给他一点爱吧,一点点就好。
她明明也是欢喜他的。
从他来虞府的第一天起,这个清冷高贵的虞小姐就是欢喜他的。
“啪!”
一声脆响。
虞子鸢扬手打了他一耳光。
凌子川的脸偏了过去。
屋内彻底静了。
虞子鸢手掌发麻,眼泪顺着下巴滴落:“我不会接受你这样的人。

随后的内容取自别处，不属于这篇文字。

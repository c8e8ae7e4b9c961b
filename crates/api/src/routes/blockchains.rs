use axum::{
    extract::{Path, State},
    response::IntoResponse,
    Json,
};
use serde::Serialize;

use serac_avalanche::indexers::{BlockchainIndexer, BlockchainRecord};
use serac_core::{BucketKind, Domain, Id32};

use crate::{Error, Facade};

#[derive(Debug, Serialize)]
#[serde(rename_all = "camelCase")]
struct BlockchainView {
    blockchain_id: String,
    blockchain_name: String,
    subnet_id: String,
    vm_id: String,
    create_block_height: u64,
    create_block_timestamp: u64,
}

impl From<BlockchainRecord> for BlockchainView {
    fn from(value: BlockchainRecord) -> Self {
        Self {
            blockchain_id: value.chain_id.to_string(),
            blockchain_name: value.name,
            subnet_id: value.subnet_id.to_string(),
            vm_id: value.vm_id.to_string(),
            create_block_height: value.created_at_height,
            create_block_timestamp: value.created_at_time,
        }
    }
}

fn indexer<D: Domain>(facade: &Facade<D>) -> BlockchainIndexer<D::Bucket> {
    BlockchainIndexer::new(facade.domain.bucket(BucketKind::Blockchains).clone())
}

pub async fn list<D: Domain>(
    Path(net): Path<String>,
    State(facade): State<Facade<D>>,
) -> Result<impl IntoResponse, Error> {
    facade.check_network(&net)?;

    let blockchains: Vec<BlockchainView> = indexer(&facade)
        .list()?
        .into_iter()
        .map(BlockchainView::from)
        .collect();

    Ok(Json(serde_json::json!({ "blockchains": blockchains })))
}

pub async fn by_id<D: Domain>(
    Path((net, id)): Path<(String, String)>,
    State(facade): State<Facade<D>>,
) -> Result<impl IntoResponse, Error> {
    facade.check_network(&net)?;

    let id = Id32::from_cb58(&id).map_err(|_| Error::NotFound)?;

    let record = indexer(&facade).get(&id)?.ok_or(Error::NotFound)?;

    Ok(Json(BlockchainView::from(record)))
}
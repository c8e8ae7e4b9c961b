use axum::{
    extract::{Path, State},
    response::IntoResponse,
    Json,
};

use serac_avalanche::indexers::ChainListIndexer;
use serac_core::{BucketKind, ChainTag, Domain};

use crate::{Error, Facade};

/// Network details plus the freshest stats snapshot (≤ 30 s old in steady
/// state).
pub async fn details<D: Domain>(
    Path(net): Path<String>,
    State(facade): State<Facade<D>>,
) -> Result<impl IntoResponse, Error> {
    facade.check_network(&net)?;

    let params = facade.domain.params();
    let stats = facade.stats.borrow().clone();

    let stats = stats.map(|s| {
        serde_json::json!({
            "validatorCount": s.validator_count,
            "totalStake": s.total_stake.to_string(),
            "peerCount": s.peer_count,
            "supply": s.supply.to_string(),
            "takenAt": s.taken_at,
        })
    });

    Ok(Json(serde_json::json!({
        "networkId": params.network_id,
        "name": params.name,
        "chains": {
            "p-chain": params.p_chain_id.to_string(),
            "x-chain": params.x_chain_id.to_string(),
            "c-chain": params.c_chain_id.to_string(),
        },
        "avaxAssetId": params.avax_asset_id.to_string(),
        "stats": stats,
    })))
}

pub async fn chains_for_address<D: Domain>(
    Path((net, address)): Path<(String, String)>,
    State(facade): State<Facade<D>>,
) -> Result<impl IntoResponse, Error> {
    facade.check_network(&net)?;

    let params = facade.domain.params();

    let indexer = ChainListIndexer::new(
        facade.domain.bucket(BucketKind::ChainList).clone(),
        ChainTag::Platform,
        params.p_chain_id,
    );

    let chain_ids: Vec<String> = indexer
        .chains_for_address(&address)?
        .into_iter()
        .map(|id| id.to_string())
        .collect();

    Ok(Json(serde_json::json!({
        "address": address,
        "chainIds": chain_ids,
    })))
}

”
凌子川慢慢转回脸。
他唇角有一点血色,不知是被她打破了,还是方才挣扎时咬破的。
他看了她许久,忽然很轻地问:
“我是什么样的人?”
“根本不懂爱的人,你根本不懂何为爱,你这样的人也配说爱吗?”
凌子川眼底的偏执没有散。
那偏执之下,竟浮出一点近乎孩童般的茫然。
“我要怎么做,你才肯看我?我要怎么做,你才肯不怕我?我要怎么做,你才肯承认,你不是只把我当兄长?爱我,让你觉得丢人吗?那你告诉我,爱是什么?你告诉我好不好?我到底要怎么做,你才能爱我?鸢儿,你教我,你教教我好不好?”
虞子鸢闭上眼。
她几乎要站不住。
往日种种,并不能随着那一截断臂烟消云散。